Oswald Jaeger arrived to Milwaukee in 1872 working as an apprentice baker for several years until beginning his own establishment in 1879 at North 4th and Cherry Streets.1 In 1881, Jaeger purchased the gabled building at 916 Central Avenue (now West Somers) where he continued his bakery practice.2 The building, formerly that of another baker, was constructed circa 18763 in the heart of the German-American neighborhood occupying much of Milwaukee’s northwest side. Immediately next door, the turreted corner piece of the bakery, which initially drew my attention, was constructed between 18944 to house portions of the baking operation as well as a dwelling for the Jaeger and his family. The westernmost buildings housed the offices for the Oswald Jaeger Baking Company.5
The character and context of Oswald Jaeger’s bakery buildings have been significantly altered. The facades have since been muted, painted an all-encompassing shade of white save for the bright blue roofline of the original two buildings. The neighborhood that had formerly surrounded the Austrian native’s bakery was condemned by the City of Milwaukee in the 1950s and replaced with the present labyrinth of apartment buildings.6
In 1905, Oswald’s son, Armin took over the bakery practice and continued the family owned operation as Oswald Jaeger Baking Company until his retirement in 1968 at which time Jaeger Baking was sold to Beatrice Foods in Chicago.7 The former Jaeger Baking Co. has since been purchased and merged into a number of the nations largest packaged bread and bakery manufacturers including Metz Baking Company, Earthgrains, and Sara Lee Bakery Group.8
1 , Frank Abial. History of Milwaukee, Wisconsin: from pre-historic times to the present date, embracing a summary sketch of the native tribes, and an exhaustive record of men and events for the past century; describing, the city, its commercial, religious, educational and benevolent institutions, its government, courts, press, and public affairs; and including nearly four thousand biographical sketches of pioneers and citizens. Chicago: Western Historical Company, 1881. p. 1213
2 “Real Estate Transfers, “ Milwaukee Daily Sentinel (Milwaukee, WI), September 16, 1881.

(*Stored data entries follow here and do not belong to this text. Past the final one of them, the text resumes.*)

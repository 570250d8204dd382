//! Pattern and cell types for tracker score data.

use crate::effects::{Effect, VolumeCommand};

/// Highest pitched note a cell may carry (8 octaves of semitones, 1-based).
pub const NOTE_MAX: u8 = 96;

/// Wire encoding of the note-off sentinel (`NOTE_MAX + 1`).
pub const NOTE_OFF_WIRE: u8 = 97;

/// A note value in a pattern cell.
///
/// The wire encoding shared by every decoder is: 0 = empty, 1–96 = pitched
/// note (octave * 12 + semitone, 1-based so value 1 is the lowest C), 97 =
/// note-off. Each decoder maps its native note-off marker (0xFE, 120, ...)
/// onto [`Note::Off`].
#[derive(Clone, Copy, Debug, Default, PartialEq, Eq)]
pub enum Note {
    /// No note in this cell
    #[default]
    None,
    /// Pitched note, 1–96
    On(u8),
    /// Stop the playing note on this channel
    Off,
}

impl Note {
    /// Create a note from octave (0-7) and semitone (0-11).
    pub const fn from_octave_semitone(octave: u8, semitone: u8) -> Self {
        Note::On(octave * 12 + semitone + 1)
    }

    /// Decode the shared wire encoding (0 = none, 1-96 = note, 97 = off).
    pub fn from_wire(value: u8) -> Self {
        match value {
            0 => Note::None,
            NOTE_OFF_WIRE => Note::Off,
            n if n <= NOTE_MAX => Note::On(n),
            _ => Note::None,
        }
    }

    /// Encode back to the shared wire encoding.
    pub fn to_wire(self) -> u8 {
        match self {
            Note::None => 0,
            Note::On(n) => n,
            Note::Off => NOTE_OFF_WIRE,
        }
    }

    /// Get the octave if this is a pitched note.
    pub const fn octave(self) -> Option<u8> {
        match self {
            Note::On(n) => Some((n - 1) / 12),
            _ => None,
        }
    }

    /// Get the semitone (0-11) if this is a pitched note.
    pub const fn semitone(self) -> Option<u8> {
        match self {
            Note::On(n) => Some((n - 1) % 12),
            _ => None,
        }
    }
}

/// A single cell in a pattern.
///
/// Formats with two effect columns fill `effect2`; everything else leaves
/// it `Effect::None`.
#[derive(Clone, Copy, Debug, Default, PartialEq, Eq)]
pub struct Cell {
    /// Note value
    pub note: Note,
    /// Instrument number (0 = none, 1-255 = instrument index + 1)
    pub instrument: u8,
    /// Volume column command
    pub volume: VolumeCommand,
    /// Primary effect column
    pub effect: Effect,
    /// Secondary effect column
    pub effect2: Effect,
}

impl Cell {
    /// Create an empty cell.
    pub const fn empty() -> Self {
        Self {
            note: Note::None,
            instrument: 0,
            volume: VolumeCommand::None,
            effect: Effect::None,
            effect2: Effect::None,
        }
    }

    /// Returns true if the cell is completely empty.
    pub fn is_empty(&self) -> bool {
        self.note == Note::None
            && self.instrument == 0
            && self.volume == VolumeCommand::None
            && self.effect == Effect::None
            && self.effect2 == Effect::None
    }
}

/// A pattern containing rows of cells across channels.
#[derive(Clone, Debug, PartialEq, Eq)]
pub struct Pattern {
    /// Number of rows (1-256; 64 for most source formats)
    pub rows: u16,
    /// Number of channels
    pub channels: u8,
    /// Pattern data, stored row-major: data[row * channels + channel]
    pub data: Vec<Cell>,
}

impl Pattern {
    /// Create a new pattern with empty cells.
    pub fn new(rows: u16, channels: u8) -> Self {
        Self {
            rows,
            channels,
            data: vec![Cell::empty(); rows as usize * channels as usize],
        }
    }

    /// Get a reference to a cell.
    pub fn cell(&self, row: u16, channel: u8) -> &Cell {
        debug_assert!(row < self.rows);
        debug_assert!(channel < self.channels);
        &self.data[row as usize * self.channels as usize + channel as usize]
    }

    /// Get a mutable reference to a cell.
    pub fn cell_mut(&mut self, row: u16, channel: u8) -> &mut Cell {
        debug_assert!(row < self.rows);
        debug_assert!(channel < self.channels);
        &mut self.data[row as usize * self.channels as usize + channel as usize]
    }

    /// Iterate over all cells in a row.
    pub fn row(&self, row: u16) -> &[Cell] {
        let start = row as usize * self.channels as usize;
        &self.data[start..start + self.channels as usize]
    }
}

#[cfg(test)]
mod tests {
    use super::*;

    #[test]
    fn note_octave_semitone() {
        let c3 = Note::from_octave_semitone(3, 0);
        assert_eq!(c3, Note::On(37));
        assert_eq!(c3.octave(), Some(3));
        assert_eq!(c3.semitone(), Some(0));

        let a4 = Note::from_octave_semitone(4, 9);
        assert_eq!(a4, Note::On(58));
    }

    #[test]
    fn note_wire_round_trip() {
        assert_eq!(Note::from_wire(0), Note::None);
        assert_eq!(Note::from_wire(1), Note::On(1));
        assert_eq!(Note::from_wire(96), Note::On(96));
        assert_eq!(Note::from_wire(97), Note::Off);
        // Out-of-range wire values decode as empty, not as garbage notes
        assert_eq!(Note::from_wire(98), Note::None);
        assert_eq!(Note::from_wire(255), Note::None);

        for v in 0..=97u8 {
            assert_eq!(Note::from_wire(v).to_wire(), v);
        }
    }

    #[test]
    fn pattern_cell_access() {
        let mut pattern = Pattern::new(64, 4);
        pattern.cell_mut(10, 2).note = Note::On(49);

        assert_eq!(pattern.cell(10, 2).note, Note::On(49));
        assert_eq!(pattern.cell(10, 1).note, Note::None);
        assert_eq!(pattern.row(10)[2].note, Note::On(49));
    }
}
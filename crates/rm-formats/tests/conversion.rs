//! End-to-end conversion tests through the public API: build a song,
//! export it, decode the bytes back, and compare.

use rm_formats::{export_mod, export_xm, identify, load};
use rm_ir::{
    Cell, Effect, Instrument, LoopType, Note, Pattern, Sample, SampleData, Song, SourceFormat,
    VolumeCommand,
};

fn sampled_song() -> Song {
    let mut song = Song::with_channels("fixture", SourceFormat::Mod, 4);

    let mut sample = Sample::new("pluck");
    sample.data = SampleData::Mono8((0..64).map(|i| (i * 4 - 128) as i8).collect());
    sample.default_volume = 48;
    sample.loop_start = 0;
    sample.loop_end = 64;
    sample.loop_type = LoopType::Forward;
    song.instruments.push(Instrument::sampled("pluck", sample));

    let mut pattern = Pattern::new(64, 4);
    *pattern.cell_mut(0, 0) = Cell {
        note: Note::On(37),
        instrument: 1,
        volume: VolumeCommand::None,
        effect: Effect::SetVolume(40),
        effect2: Effect::None,
    };
    *pattern.cell_mut(4, 1) = Cell {
        note: Note::On(49),
        instrument: 1,
        volume: VolumeCommand::None,
        effect: Effect::VolumeSlide(-2),
        effect2: Effect::None,
    };
    pattern.cell_mut(63, 3).effect = Effect::PositionJump(0);
    song.patterns.push(pattern);
    song.positions = vec![0];
    song
}

#[test]
fn mod_export_decodes_back_identically() {
    let song = sampled_song();
    let export = export_mod(&song);
    assert_eq!(export.warnings, Vec::<String>::new());

    assert_eq!(identify(&export.data, None), Some(SourceFormat::Mod));
    let reloaded = load(&export.data, None).unwrap();
    reloaded.check_invariants().unwrap();

    assert_eq!(reloaded.title.as_str(), "fixture");
    assert_eq!(reloaded.positions, song.positions);
    assert_eq!(reloaded.patterns, song.patterns);

    let s = reloaded.instruments[0].first_sample().unwrap();
    assert_eq!(s.len(), 64);
    assert_eq!(s.default_volume, 48);
    assert!(s.has_loop());
}

#[test]
fn mod_export_is_byte_stable() {
    // After one decode pass the encode/decode pair is a fixed point.
    let first = export_mod(&sampled_song());
    let second = export_mod(&load(&first.data, None).unwrap());
    let third = export_mod(&load(&second.data, None).unwrap());
    assert_eq!(third.data, second.data);
}

#[test]
fn xm_export_decodes_back_identically() {
    let mut song = sampled_song();
    song.linear_periods = true;
    // XM-only material: key off and a volume column
    song.patterns[0].cell_mut(8, 2).note = Note::Off;
    song.patterns[0].cell_mut(9, 2).volume = VolumeCommand::Volume(20);

    let export = export_xm(&song);
    assert_eq!(export.warnings, Vec::<String>::new());

    assert_eq!(identify(&export.data, None), Some(SourceFormat::Xm));
    let reloaded = load(&export.data, None).unwrap();
    reloaded.check_invariants().unwrap();

    assert_eq!(reloaded.patterns, song.patterns);
    assert!(reloaded.linear_periods);
    assert_eq!(reloaded.patterns[0].cell(8, 2).note, Note::Off);
    assert_eq!(
        reloaded.patterns[0].cell(9, 2).volume,
        VolumeCommand::Volume(20)
    );
}

#[test]
fn mod_to_xm_conversion_chain() {
    // MOD bytes -> song -> XM bytes -> song keeps the score intact.
    let mod_bytes = export_mod(&sampled_song()).data;
    let decoded = load(&mod_bytes, None).unwrap();
    let xm_bytes = export_xm(&decoded).data;
    let converted = load(&xm_bytes, None).unwrap();

    assert_eq!(converted.source_format, SourceFormat::Xm);
    assert_eq!(converted.patterns[0].cell(0, 0).note, Note::On(37));
    assert_eq!(converted.patterns[0].cell(0, 0).effect, Effect::SetVolume(40));
}

#[test]
fn lossy_mod_export_reports_every_conversion() {
    let mut song = sampled_song();
    song.num_channels = 5;
    song.channels.push(Default::default());
    song.patterns[0] = {
        let mut p = Pattern::new(96, 5);
        p.cell_mut(0, 0).note = Note::On(80); // above the MOD range
        p.cell_mut(0, 4).note = Note::Off;
        p
    };
    song.instruments.push(Instrument::synth("chip", 1, 64));

    let export = export_mod(&song);
    let w = &export.warnings;
    assert!(w.iter().any(|m| m.contains("padded to 6")));
    assert!(w.iter().any(|m| m.contains("96 rows")));
    assert!(w.iter().any(|m| m.contains("clamped")));
    assert!(w.iter().any(|m| m.contains("note-off")));
    assert!(w.iter().any(|m| m.contains("baked")));

    // Still a loadable file
    let reloaded = load(&export.data, None).unwrap();
    assert_eq!(reloaded.num_channels, 6);
}
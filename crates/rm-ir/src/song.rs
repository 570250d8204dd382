//! Song structure.

use arrayvec::ArrayString;

use crate::instrument::Instrument;
use crate::pattern::Pattern;

/// Which container format a song was decoded from.
#[derive(Clone, Copy, Debug, PartialEq, Eq, Hash)]
pub enum SourceFormat {
    Mod,
    Xm,
    It,
    S3m,
    Stx,
    Dsm,
    FutureComposer,
    PumaTracker,
    MusicAssembler,
    Cinemaware,
    MarkCooksey,
    GraoumfTracker2,
    Xmf,
    Ahx,
}

impl SourceFormat {
    /// Short display name.
    pub fn name(self) -> &'static str {
        match self {
            SourceFormat::Mod => "ProTracker MOD",
            SourceFormat::Xm => "FastTracker II XM",
            SourceFormat::It => "Impulse Tracker IT",
            SourceFormat::S3m => "Scream Tracker 3 S3M",
            SourceFormat::Stx => "ST Music Interface Kit STX",
            SourceFormat::Dsm => "Digital Sound Module DSM",
            SourceFormat::FutureComposer => "Future Composer",
            SourceFormat::PumaTracker => "PumaTracker",
            SourceFormat::MusicAssembler => "Music Assembler",
            SourceFormat::Cinemaware => "Cinemaware",
            SourceFormat::MarkCooksey => "Mark Cooksey",
            SourceFormat::GraoumfTracker2 => "GraoumfTracker 2",
            SourceFormat::Xmf => "XMF",
            SourceFormat::Ahx => "AHX/HivelyTracker",
        }
    }
}

/// Per-channel settings.
#[derive(Clone, Copy, Debug, PartialEq, Eq)]
pub struct ChannelSettings {
    /// Initial panning (-64 to +64, 0 = center)
    pub initial_pan: i8,
    /// Initial volume (0-64)
    pub initial_vol: u8,
    /// Is the channel muted?
    pub muted: bool,
}

impl Default for ChannelSettings {
    fn default() -> Self {
        Self {
            initial_pan: 0,
            initial_vol: 64,
            muted: false,
        }
    }
}

/// A complete decoded song.
#[derive(Clone, Debug)]
pub struct Song {
    /// Song title
    pub title: ArrayString<32>,
    /// Which container this was decoded from
    pub source_format: SourceFormat,
    /// Patterns
    pub patterns: Vec<Pattern>,
    /// Instruments
    pub instruments: Vec<Instrument>,
    /// Play order: indices into `patterns`, repeats allowed
    pub positions: Vec<u8>,
    /// Restart position (index into `positions`)
    pub restart_position: u8,
    /// Channel count, shared by every pattern
    pub num_channels: u8,
    /// Initial ticks per row
    pub initial_speed: u8,
    /// Initial tempo in BPM
    pub initial_tempo: u8,
    /// Linear (XM-style) rather than Amiga-period pitch table
    pub linear_periods: bool,
    /// Per-channel settings
    pub channels: Vec<ChannelSettings>,
}

impl Song {
    /// Create an empty song with classic Amiga L-R-R-L panning.
    pub fn with_channels(title: &str, format: SourceFormat, num_channels: u8) -> Self {
        let mut song_title = ArrayString::new();
        let _ = song_title.try_push_str(title);

        let channels = (0..num_channels)
            .map(|i| ChannelSettings {
                initial_pan: if i % 4 == 0 || i % 4 == 3 { -48 } else { 48 },
                initial_vol: 64,
                muted: false,
            })
            .collect();

        Self {
            title: song_title,
            source_format: format,
            patterns: Vec::new(),
            instruments: Vec::new(),
            positions: Vec::new(),
            restart_position: 0,
            num_channels,
            initial_speed: 6,
            initial_tempo: 125,
            linear_periods: false,
            channels,
        }
    }

    /// Number of positions actually played.
    pub fn song_length(&self) -> usize {
        self.positions.len()
    }

    /// Validate the cross-references the decoders must uphold: every
    /// position indexes a real pattern and every pattern matches the
    /// song channel count.
    pub fn check_invariants(&self) -> Result<(), &'static str> {
        for &pos in &self.positions {
            if pos as usize >= self.patterns.len() {
                return Err("position references missing pattern");
            }
        }
        for pattern in &self.patterns {
            if pattern.channels != self.num_channels {
                return Err("pattern channel count mismatch");
            }
        }
        if self.channels.len() != self.num_channels as usize {
            return Err("channel settings count mismatch");
        }
        Ok(())
    }
}
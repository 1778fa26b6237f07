use std::fmt;

use serde::{Deserialize, Serialize};

macro_rules! id_newtype {
    ($name:ident) => {
        #[derive(Debug, Clone, PartialEq, Eq, Hash, PartialOrd, Ord, Serialize, Deserialize)]
        #[serde(transparent)]
        pub struct $name(pub String);

        impl $name {
            pub fn new(value: impl Into<String>) -> Self {
                Self(value.into())
            }

            pub fn as_str(&self) -> &str {
                &self.0
            }
        }

        impl fmt::Display for $name {
            fn fmt(&self, f: &mut fmt::Formatter<'_>) -> fmt::Result {
                f.write_str(&self.0)
            }
        }

        impl From<&str> for $name {
            fn from(value: &str) -> Self {
                Self(value.to_string())
            }
        }

        impl From<String> for $name {
            fn from(value: String) -> Self {
                Self(value)
            }
        }
    };
}

// Assigned by the remote store; opaque to the client.
id_newtype!(DocumentId);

3 “Milwaukee, Wisconsin.” 1876. Rascher Fire Insurance Maps, Wisconsin. Volume 1, Sheet 94.
4 “New Stores Built, “ Milwaukee Journal (Milwaukee, WI), October 21, 1894.
5 “Milwaukee, Wisconsin.” 1910. Sanborn Fire Insurance Maps, Wisconsin. Volume 3, Sheet 263.
6 “Historic Designation Study Report: St. John’s Evangelical Lutheran Church Complex” (City of Milwaukee, Department of City Development, Historic Preservation Commission, Fall 1990). p. 4.
7 “Deaths: Armin F. Jaeger, “ Milwaukee Journal (Milwaukee, WI), June 15, 1979.
8 “Sara Lee to Add Lots More Ovens With Deal, “ Milwaukee Journal Sentinel (Milwaukee, WI), July 3, 2001.